Collected data entries:
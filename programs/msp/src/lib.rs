use anchor_lang::prelude::*;

pub mod client;
pub mod codec;
pub mod constants;
pub mod enums;
pub mod errors;
pub mod events;
pub mod info;
pub mod instruction;
pub mod lifecycle;
pub mod negotiation;
pub mod pda;
pub mod processor;
pub mod stream;
pub mod terms;
pub mod treasury;
pub mod utils;
pub mod vesting;

use crate::processor::Processor;

declare_id!("MSPCUMbLfy2MeT6geLMMzrUkv1Tx88XRApaVRdyxTuu");

#[cfg(not(feature = "no-entrypoint"))]
anchor_lang::solana_program::entrypoint!(process_instruction);

pub fn process_instruction<'info>(
    program_id: &Pubkey,
    accounts: &[AccountInfo<'info>],
    input: &[u8],
) -> std::result::Result<(), ProgramError> {
    Processor::process(program_id, accounts, input).map_err(|e| {
        e.log();
        e.into()
    })
}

- WHAT YOU HAVE TO DO
Search the data above for "entrypoint" and copy every line where it turns up.

- EXERCISE ANSWER
#[cfg(not(feature = "no-entrypoint"))]
anchor_lang::solana_program::entrypoint!(process_instruction);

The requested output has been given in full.